As crews came upon the scene at River Valley Ranch, initially small, and then larger as the level of trauma became clear, they worked to identify what type of injuries victims had, and assess the scene. Next, they systematically began tagging patients — red for those with severe injuries, yellow for those injured but not at badly, green for those with minor injuries and black for patients who were dead.
Scott Goldstein, captain of the Pikesville volunteer fire company, was on site Saturday with members of the Chestnut Ridge volunteer fire company. Goldstein said he’s a part of the Chestnut Ridge special operations team, and they put on these types of trainings multiple times each year.
The bleacher scenario was a chance for people to practice disaster simulation, he said. In this case, he said, when responders first came on scene, they only thought one or two people were injured. Upon arriving, they learned it was a major incident, and had to work from there.
“The whole purpose of the exercise is for them to practice how to be overwhelmed, how to get here and make some organization out of chaos, how to bring all the resources in that we need, manage those resources, figure out who's truly injured, who's not, separate them and then triage them out to the proper facilities,” Goldstein said.
Jake Evans, a firefighter/EMT with Lineboro, said Saturday’s training was the second of its kind that he’s been to.
Evans said he wasn’t sure how it would go, especially because there were a lot of dummies, and only some real people. But, he said, it went really well.
“Everybody treated it like real world experience. Nobody was just walking around acting like it was just another drill,” Evans said.
With a mass casualty event, anything and everything can go wrong, he said. It’s a different mindset going in, because you may have to step over someone who is dead to help someone who is still alive. It’s not easy, he added.
But it’s necessary.
“You can't have ten people die because you're trying to save one, unfortunately, as bad as that sounds,” he said.

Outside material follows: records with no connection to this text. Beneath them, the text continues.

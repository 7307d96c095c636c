// Copyright (c) 2025 Fabstir
// SPDX-License-Identifier: BUSL-1.1
//! Level 2 backend: remote extraction service (Jina Reader)
//!
//! The service fetches the page on its own infrastructure and returns
//! markdown, so its payload skips local body extraction.

use async_trait::async_trait;
use reqwest::Client;
use std::time::Duration;
use tokio_util::sync::CancellationToken;
use tracing::debug;

use super::backend::FetchBackend;
use super::types::{FetchError, PayloadFormat, RawPage};

pub const DEFAULT_READER_URL: &str = "https://r.jina.ai";
pub const READER_API_KEY_ENV: &str = "JINA_API_KEY";

/// Jina Reader client
pub struct ReaderFetcher {
    client: Client,
    base_url: String,
    api_key: Option<String>,
    timeout: Duration,
}

impl ReaderFetcher {
    /// Create a reader client against the public endpoint
    pub fn new(api_key: Option<String>, timeout: Duration) -> Result<Self, FetchError> {
        Self::with_base_url(DEFAULT_READER_URL, api_key, timeout)
    }

    /// Create a reader client against a custom endpoint
    pub fn with_base_url(
        base_url: &str,
        api_key: Option<String>,
        timeout: Duration,
    ) -> Result<Self, FetchError> {
        let client = Client::builder()
            .timeout(timeout)
            .build()
            .map_err(|e| FetchError::Transport(format!("failed to create HTTP client: {}", e)))?;

        Ok(Self {
            client,
            base_url: base_url.trim_end_matches('/').to_string(),
            api_key: api_key.filter(|k| !k.trim().is_empty()),
            timeout,
        })
    }

    /// Create a reader client with the key read from `JINA_API_KEY`
    pub fn from_env(timeout: Duration) -> Result<Self, FetchError> {
        Self::new(std::env::var(READER_API_KEY_ENV).ok(), timeout)
    }

    fn target_url(&self, url: &str) -> String {
        format!("{}/{}", self.base_url, url)
    }
}

#[async_trait]
impl FetchBackend for ReaderFetcher {
    async fn fetch(&self, url: &str, cancel: &CancellationToken) -> Result<RawPage, FetchError> {
        let api_key = self
            .api_key
            .as_ref()
            .ok_or_else(|| FetchError::MissingCredential {
                backend: self.name().to_string(),
                env_var: READER_API_KEY_ENV.to_string(),
            })?;

        let timeout_ms = self.timeout.as_millis() as u64;
        let target = self.target_url(url);
        debug!("Reader fetch: {}", target);

        let request = async {
            let response = self
                .client
                .get(&target)
                .header("Authorization", format!("Bearer {}", api_key))
                .header("Accept", "text/plain")
                .send()
                .await
                .map_err(|e| FetchError::from_reqwest(&e, url, timeout_ms))?;

            let status = response.status().as_u16();
            match status {
                401 | 403 => {
                    return Err(FetchError::Unauthorized {
                        backend: self.name().to_string(),
                    })
                }
                429 => {
                    let retry_after_secs = response
                        .headers()
                        .get(reqwest::header::RETRY_AFTER)
                        .and_then(|v| v.to_str().ok())
                        .and_then(|s| s.trim().parse().ok());
                    return Err(FetchError::RateLimited {
                        backend: self.name().to_string(),
                        retry_after_secs,
                    });
                }
                s if !(200..300).contains(&s) => {
                    return Err(FetchError::HttpStatus {
                        status: s,
                        url: url.to_string(),
                    })
                }
                _ => {}
            }

            let body = response
                .text()
                .await
                .map_err(|e| FetchError::from_reqwest(&e, url, timeout_ms))?;

            Ok(RawPage {
                url: url.to_string(),
                status,
                content_type: Some("text/markdown".to_string()),
                format: PayloadFormat::Text,
                body,
            })
        };

        let page = tokio::select! {
            biased;
            _ = cancel.cancelled() => return Err(FetchError::Cancelled(url.to_string())),
            page = request => page?,
        };

        if page.body.trim().is_empty() {
            return Err(FetchError::EmptyPayload(url.to_string()));
        }

        Ok(page)
    }

    fn name(&self) -> &'static str {
        "jina"
    }
}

Evans said he’s never had to cover a mass casualty situation like this before, and hopes he never has to. But, he said, it’s training like they did on Saturday that helps them prepare in case something ever happens.
“Once you're in that kind of situation, you almost forget what you're doing and you rely solely on your training and this is just one more thing to add to my training for when, god forbid, that day happens,” Evans said.